▸ DIRECTIONS FOR THIS TASK:
Within the records below, how many lines hold the word "onboard"? Only the number should be returned.
*** Begin section ***
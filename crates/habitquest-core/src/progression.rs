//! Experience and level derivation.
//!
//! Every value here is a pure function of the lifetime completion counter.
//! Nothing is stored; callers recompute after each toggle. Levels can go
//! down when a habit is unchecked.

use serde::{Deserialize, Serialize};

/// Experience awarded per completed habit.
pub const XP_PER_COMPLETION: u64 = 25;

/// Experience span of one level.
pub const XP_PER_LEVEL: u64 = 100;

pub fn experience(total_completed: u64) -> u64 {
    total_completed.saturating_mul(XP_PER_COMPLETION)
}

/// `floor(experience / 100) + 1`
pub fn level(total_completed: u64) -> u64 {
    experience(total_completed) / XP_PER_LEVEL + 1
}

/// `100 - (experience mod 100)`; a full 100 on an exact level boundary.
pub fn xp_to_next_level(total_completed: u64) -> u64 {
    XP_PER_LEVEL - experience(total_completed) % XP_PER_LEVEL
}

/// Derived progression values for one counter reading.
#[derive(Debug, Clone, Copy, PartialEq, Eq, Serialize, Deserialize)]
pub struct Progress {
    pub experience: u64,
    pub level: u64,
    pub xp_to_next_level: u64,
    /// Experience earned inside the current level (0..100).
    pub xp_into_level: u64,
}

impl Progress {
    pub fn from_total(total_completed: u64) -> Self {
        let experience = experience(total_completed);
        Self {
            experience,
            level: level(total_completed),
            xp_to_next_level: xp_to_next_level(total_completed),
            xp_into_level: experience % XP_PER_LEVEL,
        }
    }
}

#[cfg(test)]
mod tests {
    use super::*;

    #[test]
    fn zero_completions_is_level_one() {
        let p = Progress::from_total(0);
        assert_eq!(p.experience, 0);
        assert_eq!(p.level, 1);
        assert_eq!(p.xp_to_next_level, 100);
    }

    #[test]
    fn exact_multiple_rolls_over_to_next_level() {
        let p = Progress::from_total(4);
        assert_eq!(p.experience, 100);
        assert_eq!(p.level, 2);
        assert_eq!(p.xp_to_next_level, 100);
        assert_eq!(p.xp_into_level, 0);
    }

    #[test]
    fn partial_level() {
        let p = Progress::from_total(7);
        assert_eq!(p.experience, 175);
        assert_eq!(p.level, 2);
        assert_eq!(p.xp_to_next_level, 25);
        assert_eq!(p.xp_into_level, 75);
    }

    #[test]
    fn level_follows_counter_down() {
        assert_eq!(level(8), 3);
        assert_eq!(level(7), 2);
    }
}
*** End section ***
*** Begin section ***
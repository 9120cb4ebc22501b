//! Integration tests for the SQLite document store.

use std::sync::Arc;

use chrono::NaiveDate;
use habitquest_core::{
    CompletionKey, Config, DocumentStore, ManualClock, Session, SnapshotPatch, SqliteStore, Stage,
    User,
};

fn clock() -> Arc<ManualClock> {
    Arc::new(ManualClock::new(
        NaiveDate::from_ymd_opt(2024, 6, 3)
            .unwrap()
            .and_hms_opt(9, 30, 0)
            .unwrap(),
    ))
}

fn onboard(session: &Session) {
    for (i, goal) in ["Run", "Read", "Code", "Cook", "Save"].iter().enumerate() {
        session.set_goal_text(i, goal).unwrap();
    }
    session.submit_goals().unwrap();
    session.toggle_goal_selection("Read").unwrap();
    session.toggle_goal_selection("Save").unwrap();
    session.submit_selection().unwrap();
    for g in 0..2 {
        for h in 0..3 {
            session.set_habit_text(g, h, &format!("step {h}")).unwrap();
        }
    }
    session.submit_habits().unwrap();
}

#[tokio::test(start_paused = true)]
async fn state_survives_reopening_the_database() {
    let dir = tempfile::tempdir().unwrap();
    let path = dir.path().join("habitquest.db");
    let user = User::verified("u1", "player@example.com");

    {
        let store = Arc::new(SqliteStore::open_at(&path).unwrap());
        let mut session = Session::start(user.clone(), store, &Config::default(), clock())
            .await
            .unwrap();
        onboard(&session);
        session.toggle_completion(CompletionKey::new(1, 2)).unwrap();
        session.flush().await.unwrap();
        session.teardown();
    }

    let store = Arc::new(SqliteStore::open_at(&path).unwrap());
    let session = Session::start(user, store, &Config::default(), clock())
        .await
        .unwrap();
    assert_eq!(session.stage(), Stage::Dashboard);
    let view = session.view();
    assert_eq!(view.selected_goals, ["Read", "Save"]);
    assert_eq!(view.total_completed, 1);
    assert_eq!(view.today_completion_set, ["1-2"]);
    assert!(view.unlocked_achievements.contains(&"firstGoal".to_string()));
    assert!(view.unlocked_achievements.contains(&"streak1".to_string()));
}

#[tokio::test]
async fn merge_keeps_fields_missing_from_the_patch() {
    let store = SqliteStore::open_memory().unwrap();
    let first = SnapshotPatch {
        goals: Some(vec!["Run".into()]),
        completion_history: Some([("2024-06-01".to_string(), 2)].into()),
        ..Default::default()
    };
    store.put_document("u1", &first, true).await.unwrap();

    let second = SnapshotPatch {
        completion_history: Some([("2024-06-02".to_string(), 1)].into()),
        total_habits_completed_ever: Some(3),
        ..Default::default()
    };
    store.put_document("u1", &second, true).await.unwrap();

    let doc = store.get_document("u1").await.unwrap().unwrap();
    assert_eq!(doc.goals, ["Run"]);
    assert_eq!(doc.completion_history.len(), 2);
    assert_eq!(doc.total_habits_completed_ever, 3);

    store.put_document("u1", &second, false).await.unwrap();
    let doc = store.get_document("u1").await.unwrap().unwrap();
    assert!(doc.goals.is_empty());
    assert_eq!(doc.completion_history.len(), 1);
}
*** End section ***
*** Begin section ***
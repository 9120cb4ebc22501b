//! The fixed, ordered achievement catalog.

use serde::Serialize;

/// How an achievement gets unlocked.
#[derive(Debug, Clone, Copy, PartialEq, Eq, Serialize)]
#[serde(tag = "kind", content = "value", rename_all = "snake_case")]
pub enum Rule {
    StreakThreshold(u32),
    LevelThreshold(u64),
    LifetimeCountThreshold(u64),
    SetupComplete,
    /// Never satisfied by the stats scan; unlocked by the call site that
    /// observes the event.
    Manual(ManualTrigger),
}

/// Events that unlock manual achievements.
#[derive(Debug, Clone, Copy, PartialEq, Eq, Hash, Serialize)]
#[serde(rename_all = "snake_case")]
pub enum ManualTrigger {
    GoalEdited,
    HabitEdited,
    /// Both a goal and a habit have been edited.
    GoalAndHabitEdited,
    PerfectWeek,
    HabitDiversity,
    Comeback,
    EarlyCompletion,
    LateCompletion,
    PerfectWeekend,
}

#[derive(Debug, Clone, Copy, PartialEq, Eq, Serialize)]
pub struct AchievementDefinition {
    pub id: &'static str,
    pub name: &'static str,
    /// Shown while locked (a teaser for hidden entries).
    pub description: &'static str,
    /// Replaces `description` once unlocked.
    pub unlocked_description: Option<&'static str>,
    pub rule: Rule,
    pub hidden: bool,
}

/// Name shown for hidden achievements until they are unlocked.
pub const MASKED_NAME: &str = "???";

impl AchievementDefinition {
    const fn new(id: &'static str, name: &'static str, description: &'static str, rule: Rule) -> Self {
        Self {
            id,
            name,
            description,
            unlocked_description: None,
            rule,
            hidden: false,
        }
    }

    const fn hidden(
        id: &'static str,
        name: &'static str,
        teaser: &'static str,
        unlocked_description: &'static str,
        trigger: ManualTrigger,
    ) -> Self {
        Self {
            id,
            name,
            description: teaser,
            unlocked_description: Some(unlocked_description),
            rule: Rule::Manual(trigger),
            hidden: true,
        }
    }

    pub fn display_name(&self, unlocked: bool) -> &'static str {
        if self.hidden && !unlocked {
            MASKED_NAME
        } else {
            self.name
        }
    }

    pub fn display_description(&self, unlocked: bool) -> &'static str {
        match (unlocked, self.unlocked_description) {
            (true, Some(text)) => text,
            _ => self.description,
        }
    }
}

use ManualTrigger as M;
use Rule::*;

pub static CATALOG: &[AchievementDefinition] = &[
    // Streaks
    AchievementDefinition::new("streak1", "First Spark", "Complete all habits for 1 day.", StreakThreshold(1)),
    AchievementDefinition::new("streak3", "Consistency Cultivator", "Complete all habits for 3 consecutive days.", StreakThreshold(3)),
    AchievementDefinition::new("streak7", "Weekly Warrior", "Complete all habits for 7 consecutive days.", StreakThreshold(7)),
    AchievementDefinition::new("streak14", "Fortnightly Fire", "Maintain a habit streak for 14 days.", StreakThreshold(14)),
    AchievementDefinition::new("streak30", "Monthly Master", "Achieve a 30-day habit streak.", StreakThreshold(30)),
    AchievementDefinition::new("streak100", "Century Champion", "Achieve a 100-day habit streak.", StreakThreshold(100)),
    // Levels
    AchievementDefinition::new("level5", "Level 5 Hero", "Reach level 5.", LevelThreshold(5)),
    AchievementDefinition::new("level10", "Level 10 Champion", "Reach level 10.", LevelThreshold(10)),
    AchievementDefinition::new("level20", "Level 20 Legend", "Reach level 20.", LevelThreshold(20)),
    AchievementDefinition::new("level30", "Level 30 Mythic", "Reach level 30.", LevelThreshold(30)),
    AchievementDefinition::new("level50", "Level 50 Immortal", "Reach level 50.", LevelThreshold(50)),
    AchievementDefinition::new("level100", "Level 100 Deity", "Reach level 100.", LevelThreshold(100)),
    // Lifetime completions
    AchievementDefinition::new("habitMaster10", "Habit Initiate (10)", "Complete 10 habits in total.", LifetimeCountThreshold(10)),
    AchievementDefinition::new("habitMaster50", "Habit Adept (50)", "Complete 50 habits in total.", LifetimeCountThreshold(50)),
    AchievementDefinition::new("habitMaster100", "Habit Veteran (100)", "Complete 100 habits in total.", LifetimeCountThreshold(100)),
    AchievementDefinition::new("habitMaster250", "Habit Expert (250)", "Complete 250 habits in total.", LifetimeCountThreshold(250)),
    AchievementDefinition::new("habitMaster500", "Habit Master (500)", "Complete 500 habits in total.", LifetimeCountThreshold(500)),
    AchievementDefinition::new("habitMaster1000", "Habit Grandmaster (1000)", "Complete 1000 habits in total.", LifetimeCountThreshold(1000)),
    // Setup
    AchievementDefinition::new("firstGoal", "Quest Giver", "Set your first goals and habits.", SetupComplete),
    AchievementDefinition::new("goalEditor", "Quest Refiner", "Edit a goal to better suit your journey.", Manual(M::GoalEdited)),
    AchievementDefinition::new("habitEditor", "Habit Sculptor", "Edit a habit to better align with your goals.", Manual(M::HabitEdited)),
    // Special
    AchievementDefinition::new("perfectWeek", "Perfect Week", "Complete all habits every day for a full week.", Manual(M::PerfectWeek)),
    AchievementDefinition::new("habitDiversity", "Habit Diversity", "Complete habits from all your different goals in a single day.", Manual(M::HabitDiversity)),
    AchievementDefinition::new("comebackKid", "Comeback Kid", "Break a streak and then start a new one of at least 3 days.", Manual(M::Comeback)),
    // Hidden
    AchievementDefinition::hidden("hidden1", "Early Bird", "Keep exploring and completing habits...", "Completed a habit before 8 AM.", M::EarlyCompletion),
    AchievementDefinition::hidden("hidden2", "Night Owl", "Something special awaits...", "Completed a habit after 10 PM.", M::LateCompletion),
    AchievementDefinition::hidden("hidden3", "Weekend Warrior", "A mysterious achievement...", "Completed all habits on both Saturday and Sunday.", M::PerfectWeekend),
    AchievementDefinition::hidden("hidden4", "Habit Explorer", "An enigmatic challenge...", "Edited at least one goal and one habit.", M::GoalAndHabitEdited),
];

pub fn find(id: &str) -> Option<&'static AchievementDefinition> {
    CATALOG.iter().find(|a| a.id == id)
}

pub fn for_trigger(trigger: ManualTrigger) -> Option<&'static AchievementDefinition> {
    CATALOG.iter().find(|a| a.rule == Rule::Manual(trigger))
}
*** End section ***
▸ OUTPUT OF THE EXERCISE:
2